Where m is the mass of the particle and V(r,t) is the potential of the system (is the external force acting on the particle). Restricting the equation for a particle moving in 1 – D

\begin{align} ih\frac{d}{dt}\Psi (x,t) = -\frac{h^{2}}{2m}\frac{d^{2}}{dx} \Psi + V(x,t)\Psi \end{align}

To simplify, let assume V(x) be a static potential (time independent). Now with this assumption is possible to find a solution to the Schrodinger Wave equation using separation of variable. We are looking for a solution like

\begin{align} \Psi (x,t)= X(x) + T(t) \end{align}

X(x) is function of the position and T(t) of the time. Replacing on the SWE, we got

\begin{align} ihX\frac{d}{dt}T = -\frac{h^{2}}{2m}T\frac{d^{2}}{dx} X + V(x)XT \end{align}

Dividing by X / T

\begin{align} \frac{ih}{T}\frac{d}{dt}T = -\frac{h^{2}}{2m}\frac{1}{X}\frac{d^{2}}{dx} X + V(x) \end{align}

Now the left term side is a function of time and the right term side is a function of x. These mean that these two terms has to be equal to a constant E.

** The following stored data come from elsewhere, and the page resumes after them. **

use byte_unit::Byte;
use std::str::FromStr;

pub fn check_human_bytes(value: &str) -> Result<String, String> {
    let result = Byte::from_str(value.trim()).map_err(|e| e.to_string())?;
    TryInto::<u64>::try_into(result.as_u128()).map_err(|e| e.to_string())?;

    Ok(value.to_string())
}

pub fn parse_human_bytes(value: &str) -> Result<u64, String> {
    let result = Byte::from_str(value.trim()).map_err(|e| e.to_string())?;
    u64::try_from(result.as_u128()).map_err(|e| e.to_string())
}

\begin{align} ih \frac{d}{dt}T = T E \end{align}

Where E is a constant
The solution to this equation is

\begin{equation} T(t) = e^{-iEt/h} \end{equation}

Setting the potential V(x) to zero, meaning that we have a free particle, the right side become

\begin{align} \frac{d^{2}}{dx} = -\frac{2mE}{h^{2}}X \end{align}

for more detail about potential well refer to []

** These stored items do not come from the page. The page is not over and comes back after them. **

//! Shared test utilities for the s3audit library crate.
//!
//! Provides a scripted in-memory store that records every call, plus the
//! config and stage helpers used across the unit and property tests.

use std::collections::{HashMap, HashSet};
use std::sync::atomic::AtomicBool;
use std::sync::{Arc, Mutex};

use anyhow::{Result, anyhow};
use async_channel::Sender;
use async_trait::async_trait;

use crate::config::{Config, ForceRetryConfig};
use crate::stage::Stage;
use crate::storage::{Storage, StorageTrait};
use crate::types::error::AuditError;
use crate::types::token::create_pipeline_cancellation_token;
use crate::types::{
    AuditStatistics, DeleteResponse, DeleteResponseDetails, ListingPage, ObjectHeaders,
    StatResult,
};

/// Initialise a dummy tracing subscriber for tests.
///
/// Uses `try_init` so that only the first call in a process actually
/// installs the subscriber; subsequent calls are silently ignored.
pub(crate) fn init_dummy_tracing_subscriber() {
    let _ = tracing_subscriber::fmt()
        .with_env_filter("dummy=trace")
        .try_init();
}

/// A [`Config`] for container `backups` with no app-level retries.
pub(crate) fn make_test_config() -> Config {
    let mut config = Config::for_container("backups");
    config.force_retry_config = ForceRetryConfig {
        force_retry_count: 0,
        force_retry_interval_milliseconds: 0,
    };
    config
}

pub(crate) fn make_stage(storage: Storage) -> Stage {
    make_stage_with_config(storage, make_test_config())
}

pub(crate) fn make_stage_with_config(storage: Storage, config: Config) -> Stage {
    Stage::new(
        config,
        storage,
        create_pipeline_cancellation_token(),
        Arc::new(AtomicBool::new(false)),
    )
}

pub(crate) fn headers(content_length: u64, etag: &str, content_type: &str) -> ObjectHeaders {
    ObjectHeaders {
        content_length,
        etag: etag.to_string(),
        content_type: content_type.to_string(),
    }
}

#[derive(Debug, Clone, PartialEq)]
pub(crate) struct ListCall {
    pub container: String,
    pub prefix: String,
    pub marker: Option<String>,
}

/// Scripted store.
///
/// Pages registered with [`MockStorage::with_pages`] are chained with
/// synthetic markers (`page-1`, `page-2`, ...) regardless of their own
/// `next_marker`, and their items are filtered by the requested prefix.
/// `stat` answers from the scripted results and reports unknown names as
/// not found. `delete` succeeds unless the name was marked as failing.
#[derive(Clone)]
pub(crate) struct MockStorage {
    pages: HashMap<String, Vec<ListingPage>>,
    stat_results: HashMap<String, Vec<StatResult>>,
    failing_deletes: HashSet<String>,
    fatal_listing: Option<String>,
    list_calls: Arc<Mutex<Vec<ListCall>>>,
    stat_calls: Arc<Mutex<Vec<String>>>,
    delete_calls: Arc<Mutex<Vec<String>>>,
    stats_sender: Sender<AuditStatistics>,
}

impl MockStorage {
    pub fn new(stats_sender: Sender<AuditStatistics>) -> Self {
        Self {
            pages: HashMap::new(),
            stat_results: HashMap::new(),
            failing_deletes: HashSet::new(),
            fatal_listing: None,
            list_calls: Arc::new(Mutex::new(Vec::new())),
            stat_calls: Arc::new(Mutex::new(Vec::new())),
            delete_calls: Arc::new(Mutex::new(Vec::new())),
            stats_sender,
        }
    }

    pub fn with_pages(mut self, container: &str, pages: Vec<ListingPage>) -> Self {
        self.pages.insert(container.to_string(), pages);
        self
    }

    pub fn with_stat(mut self, name: &str, results: Vec<StatResult>) -> Self {
        self.stat_results.insert(name.to_string(), results);
        self
    }

    /// Shortcut for a name with exactly one successful stat.
    pub fn with_object(self, name: &str, object_headers: ObjectHeaders) -> Self {
        self.with_stat(name, vec![StatResult::found(name, object_headers)])
    }

    pub fn with_failing_delete(mut self, name: &str) -> Self {
        self.failing_deletes.insert(name.to_string());
        self
    }

    pub fn with_fatal_listing(mut self, code: &str) -> Self {
        self.fatal_listing = Some(code.to_string());
        self
    }

    /// Report through the channel of a pipeline created around this store.
    pub fn replace_stats_sender(&mut self, stats_sender: Sender<AuditStatistics>) {
        self.stats_sender = stats_sender;
    }

    pub fn list_calls(&self) -> Vec<ListCall> {
        self.list_calls.lock().unwrap().clone()
    }

    pub fn stat_calls(&self) -> Vec<String> {
        self.stat_calls.lock().unwrap().clone()
    }

    pub fn delete_calls(&self) -> Vec<String> {
        self.delete_calls.lock().unwrap().clone()
    }
}

fn page_index(marker: Option<&str>) -> usize {
    marker
        .and_then(|m| m.strip_prefix("page-"))
        .and_then(|n| n.parse().ok())
        .unwrap_or(0)
}

#[async_trait]
impl StorageTrait for MockStorage {
    async fn list_page(
        &self,
        container: &str,
        prefix: &str,
        marker: Option<String>,
        _max_keys: i32,
    ) -> Result<ListingPage> {
        self.list_calls.lock().unwrap().push(ListCall {
            container: container.to_string(),
            prefix: prefix.to_string(),
            marker: marker.clone(),
        });

        if let Some(code) = &self.fatal_listing {
            return Err(anyhow!(AuditError::Store(code.clone())));
        }

        let Some(pages) = self.pages.get(container) else {
            return Ok(ListingPage::succeeded(Vec::new(), None));
        };
        let index = page_index(marker.as_deref());
        let Some(page) = pages.get(index) else {
            return Ok(ListingPage::succeeded(Vec::new(), None));
        };

        let mut page = page.clone();
        page.items.retain(|entry| entry.name.starts_with(prefix));
        page.next_marker = (index + 1 < pages.len()).then(|| format!("page-{}", index + 1));
        Ok(page)
    }

    async fn stat(&self, _container: &str, names: &[String]) -> Result<Vec<StatResult>> {
        let mut results = Vec::new();
        for name in names {
            self.stat_calls.lock().unwrap().push(name.clone());
            match self.stat_results.get(name) {
                Some(scripted) => results.extend(scripted.iter().cloned()),
                None => results.push(StatResult::not_found(name.as_str(), "NotFound")),
            }
        }
        Ok(results)
    }

    async fn delete(&self, container: &str, names: &[String]) -> Result<Vec<DeleteResponse>> {
        let mut responses = Vec::new();
        for name in names {
            self.delete_calls.lock().unwrap().push(name.clone());
            let failing = self.failing_deletes.contains(name);
            responses.push(DeleteResponse {
                success: !failing,
                action: "delete_object".to_string(),
                container: container.to_string(),
                object: name.clone(),
                attempts: 1,
                response: (!failing).then(DeleteResponseDetails::default),
                error: failing.then(|| "AccessDenied: denied".to_string()),
            });
        }
        Ok(responses)
    }

    fn get_stats_sender(&self) -> Sender<AuditStatistics> {
        self.stats_sender.clone()
    }
}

Introducing a new constant $p^2=2mE$ the equation become

\begin{align} \frac{d^{2}}{dx}= -\frac{p^{2}}{h^{2}}X \end{align}

The solution is

\begin{equation} X(x) = e^{ipx/h} \end{equation}

Combining both solution,

\begin{align} \Psi (x,t) = \AA e^{-\frac{i}{h}(Et-px)} \end{align}

This is the solution to the Schrodinger Equation for a free particle, where $E = p^{2}/2m$

The superposition of two solutions is also a solution of the SWE

\begin{align} \Psi(x,t) = \AA _{1} e^{-\frac{i}{h}(E_{1}t - p_{1}x)} + \AA _{2} e^{-\frac{i}{h}(E_{2}t - p_{2}x)} \end{align}


\begin{align} \Psi(x,t) = \int_{-\infty }^{+\infty }\AA (p) e^{-\frac{i}{h}(Et - px)} dp \end{align}

Different set of Amplitude will give us different set of Ψ.


Corresponding to every physical observable quantity like position, momentum and energy, there is a Hermitian Operator associate to it.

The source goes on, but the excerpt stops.